:: Information given ::

/* This Source Code Form is subject to the terms of the Mozilla Public
 * License, v. 2.0. If a copy of the MPL was not distributed with this
 * file, You can obtain one at https://mozilla.org/MPL/2.0/. */

//! Category path -> catalog entry resolution.
//!
//! The taxonomy and the entry registry are indexed by different producers, so
//! keys may disagree on separators, letter case or a leading root name.
//! Resolution tries an exact normalized match first, then the longest
//! segment-suffix match, and finally returns an empty scope under a
//! synthesized key. A miss is a valid "no entries" outcome.

use std::collections::{BTreeMap, BTreeSet};
use std::fmt;

use crate::model::taxonomy::TaxonomyPath;
use crate::shell::desktop::runtime::events::ScopeChanged;

pub const SCOPE_KEY_ALL: &str = "all";
const KEY_SEPARATORS: &[char] = &['/', '>', '\\', '|'];

#[derive(Debug, Clone, PartialEq, Eq, Hash, PartialOrd, Ord, serde::Serialize, serde::Deserialize)]
#[serde(transparent)]
pub struct EntryId(String);

impl EntryId {
    pub fn new(id: impl Into<String>) -> Self {
        Self(id.into())
    }

    pub fn as_str(&self) -> &str {
        &self.0
    }
}

impl fmt::Display for EntryId {
    fn fmt(&self, f: &mut fmt::Formatter<'_>) -> fmt::Result {
        f.write_str(&self.0)
    }
}

#[derive(Debug, Clone, PartialEq, Eq, serde::Serialize, serde::Deserialize)]
pub struct CatalogEntry {
    pub id: EntryId,
    /// Category key as written by the registry producer.
    pub category_key: String,
}

impl CatalogEntry {
    pub fn new(id: impl Into<String>, category_key: impl Into<String>) -> Self {
        Self {
            id: EntryId::new(id),
            category_key: category_key.into(),
        }
    }
}

#[derive(Debug, Clone, PartialEq, Eq)]
pub struct ScopeResolution {
    pub requested_key: String,
    pub resolved_key: String,
    pub matched: bool,
    pub fallback_used: bool,
    pub entry_ids: BTreeSet<EntryId>,
}

impl ScopeResolution {
    pub fn entry_count(&self) -> usize {
        self.entry_ids.len()
    }
}

/// Lowercased, trimmed segments joined with `/`.
pub fn normalize_key(raw: &str) -> String {
    raw.split(KEY_SEPARATORS)
        .map(str::trim)
        .filter(|segment| !segment.is_empty())
        .map(str::to_lowercase)
        .collect::<Vec<_>>()
        .join("/")
}

fn key_segments(key: &str) -> Vec<&str> {
    if key.is_empty() {
        Vec::new()
    } else {
        key.split('/').collect()
    }
}

fn is_within_key(key: &str, prefix: &str) -> bool {
    key == prefix
        || (key.starts_with(prefix) && key.as_bytes().get(prefix.len()) == Some(&b'/'))
}

/// Length of the common trailing run when one key is a segment-suffix of the
/// other, else zero.
fn suffix_overlap(a: &[&str], b: &[&str]) -> usize {
    let shorter = a.len().min(b.len());
    if shorter == 0 {
        return 0;
    }
    if a[a.len() - shorter..] == b[b.len() - shorter..] {
        shorter
    } else {
        0
    }
}

#[derive(Debug, Clone, Default)]
pub struct CatalogRegistry {
    /// Normalized category key -> entries registered directly under it.
    by_key: BTreeMap<String, BTreeSet<EntryId>>,
    /// Every registered key plus all of its ancestors.
    known_keys: BTreeSet<String>,
    all: BTreeSet<EntryId>,
}

impl CatalogRegistry {
    pub fn new() -> Self {
        Self::default()
    }

    pub fn from_entries<I>(entries: I) -> Self
    where
        I: IntoIterator<Item = CatalogEntry>,
    {
        let mut registry = Self::new();
        for entry in entries {
            registry.register(entry);
        }
        registry
    }

    pub fn register(&mut self, entry: CatalogEntry) {
        let key = normalize_key(&entry.category_key);
        let segments = key_segments(&key);
        for depth in 1..=segments.len() {
            self.known_keys.insert(segments[..depth].join("/"));
        }
        self.all.insert(entry.id.clone());
        self.by_key.entry(key).or_default().insert(entry.id);
    }

    pub fn len(&self) -> usize {
        self.all.len()
    }

    pub fn is_empty(&self) -> bool {
        self.all.is_empty()
    }

    /// Unfiltered view: every registered entry.
    pub fn resolve_all(&self) -> ScopeResolution {
        ScopeResolution {
            requested_key: SCOPE_KEY_ALL.to_string(),
            resolved_key: SCOPE_KEY_ALL.to_string(),
            matched: true,
            fallback_used: false,
            entry_ids: self.all.clone(),
        }
    }

    pub fn resolve_path(&self, path: &TaxonomyPath) -> ScopeResolution {
        self.resolve(path.as_str())
    }

    pub fn resolve(&self, requested: &str) -> ScopeResolution {
        let normalized = normalize_key(requested);
        if normalized.is_empty() {
            return self.resolve_all();
        }

        if self.known_keys.contains(&normalized) {
            return ScopeResolution {
                requested_key: requested.to_string(),
                entry_ids: self.entries_within(&normalized),
                resolved_key: normalized,
                matched: true,
                fallback_used: false,
            };
        }

        if let Some(resolved) = self.longest_suffix_match(&normalized) {
            return ScopeResolution {
                requested_key: requested.to_string(),
                entry_ids: self.entries_within(&resolved),
                resolved_key: resolved,
                matched: true,
                fallback_used: true,
            };
        }

        ScopeResolution {
            requested_key: requested.to_string(),
            resolved_key: normalized,
            matched: false,
            fallback_used: true,
            entry_ids: BTreeSet::new(),
        }
    }

    fn longest_suffix_match(&self, normalized: &str) -> Option<String> {
        let wanted = key_segments(normalized);
        self.known_keys
            .iter()
            .filter_map(|candidate| {
                let overlap = suffix_overlap(&wanted, &key_segments(candidate));
                (overlap > 0).then_some((overlap, candidate))
            })
            .max_by(|(overlap_a, key_a), (overlap_b, key_b)| {
                overlap_a
                    .cmp(overlap_b)
                    .then_with(|| key_segments(key_b).len().cmp(&key_segments(key_a).len()))
                    .then_with(|| key_b.cmp(key_a))
            })
            .map(|(_, key)| key.clone())
    }

    fn entries_within(&self, key: &str) -> BTreeSet<EntryId> {
        self.by_key
            .range(key.to_string()..)
            .take_while(|(candidate, _)| candidate.starts_with(key))
            .filter(|(candidate, _)| is_within_key(candidate, key))
            .flat_map(|(_, ids)| ids.iter().cloned())
            .collect()
    }
}

/// Consumer-side dedup for scope notifications: identical repeats are no-ops.
#[derive(Debug, Clone, Default)]
pub struct ScopeWatcher {
    last: Option<(String, BTreeSet<EntryId>)>,
}

impl ScopeWatcher {
    pub fn new() -> Self {
        Self::default()
    }

    /// Returns true when the notification changes what is in view.
    pub fn observe(&mut self, event: &ScopeChanged) -> bool {
        let incoming = (event.resolved_key.clone(), event.entry_ids.clone());
        if self.last.as_ref() == Some(&incoming) {
            return false;
        }
        self.last = Some(incoming);
        true
    }
}

#[cfg(test)]
mod tests {
    use super::*;
    use crate::shell::desktop::runtime::events::ScopeSource;
    use rstest::rstest;

    fn registry() -> CatalogRegistry {
        CatalogRegistry::from_entries([
            CatalogEntry::new("nmap", "Catalog > Phase2 > GroupX"),
            CatalogEntry::new("masscan", "Catalog > Phase2 > GroupX"),
            CatalogEntry::new("whois", "catalog/phase1/groupa"),
            CatalogEntry::new("dig", "catalog/phase1/groupa/dns"),
            CatalogEntry::new("burp", "Catalog/Phase1/GroupB"),
        ])
    }

    fn ids(raw: &[&str]) -> BTreeSet<EntryId> {
        raw.iter().map(|id| EntryId::new(*id)).collect()
    }

    #[rstest]
    #[case(" a > B\\c ", "a/b/c")]
    #[case("A|B/", "a/b")]
    #[case("", "")]
    fn keys_normalize_across_separators(#[case] raw: &str, #[case] expected: &str) {
        assert_eq!(normalize_key(raw), expected);
    }

    #[test]
    fn exact_match_includes_descendant_entries() {
        let resolution = registry().resolve("Catalog/Phase1/GroupA");

        assert!(resolution.matched);
        assert!(!resolution.fallback_used);
        assert_eq!(resolution.resolved_key, "catalog/phase1/groupa");
        assert_eq!(resolution.entry_ids, ids(&["dig", "whois"]));
    }

    #[test]
    fn missing_root_name_resolves_by_suffix() {
        let resolution = registry().resolve("Phase2/GroupX");

        assert!(resolution.matched);
        assert!(resolution.fallback_used);
        assert_eq!(resolution.resolved_key, "catalog/phase2/groupx");
        assert_eq!(resolution.entry_ids, ids(&["masscan", "nmap"]));
    }

    #[test]
    fn extra_root_name_on_request_resolves_by_suffix() {
        let resolution = registry().resolve("Root/Catalog/Phase1");

        assert_eq!(resolution.resolved_key, "catalog/phase1");
        assert_eq!(resolution.entry_ids, ids(&["burp", "dig", "whois"]));
    }

    #[test]
    fn sibling_with_shared_leaf_name_does_not_match() {
        let resolution = registry().resolve("Phase9/GroupA/Other");

        assert!(!resolution.matched);
        assert!(resolution.entry_ids.is_empty());
    }

    #[test]
    fn unknown_path_yields_empty_scope_with_synthesized_key() {
        let resolution = registry().resolve("UnknownPhase/Nope");

        assert!(!resolution.matched);
        assert!(resolution.fallback_used);
        assert_eq!(resolution.resolved_key, "unknownphase/nope");
        assert!(resolution.entry_ids.is_empty());
    }

    #[test]
    fn empty_request_is_the_unfiltered_view() {
        let resolution = registry().resolve("  ");
        assert_eq!(resolution.resolved_key, SCOPE_KEY_ALL);
        assert_eq!(resolution.entry_count(), 5);
    }

    #[test]
    fn watcher_treats_identical_notifications_as_idempotent() {
        let mut watcher = ScopeWatcher::new();
        let event = ScopeChanged {
            resolved_key: "catalog/phase1".to_string(),
            entry_ids: ids(&["whois"]),
            source: ScopeSource::UserNavigation,
        };
        let restored = ScopeChanged {
            source: ScopeSource::Restoration,
            ..event.clone()
        };

        assert!(watcher.observe(&event));
        assert!(!watcher.observe(&event));
        assert!(!watcher.observe(&restored));
        assert!(watcher.observe(&ScopeChanged {
            entry_ids: BTreeSet::new(),
            ..event
        }));
    }
}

:: Exercise ::
Scan the listing and copy every line where the string "serde" shows up.

:: Written response ::
#[derive(Debug, Clone, PartialEq, Eq, Hash, PartialOrd, Ord, serde::Serialize, serde::Deserialize)]
#[serde(transparent)]
#[derive(Debug, Clone, PartialEq, Eq, serde::Serialize, serde::Deserialize)]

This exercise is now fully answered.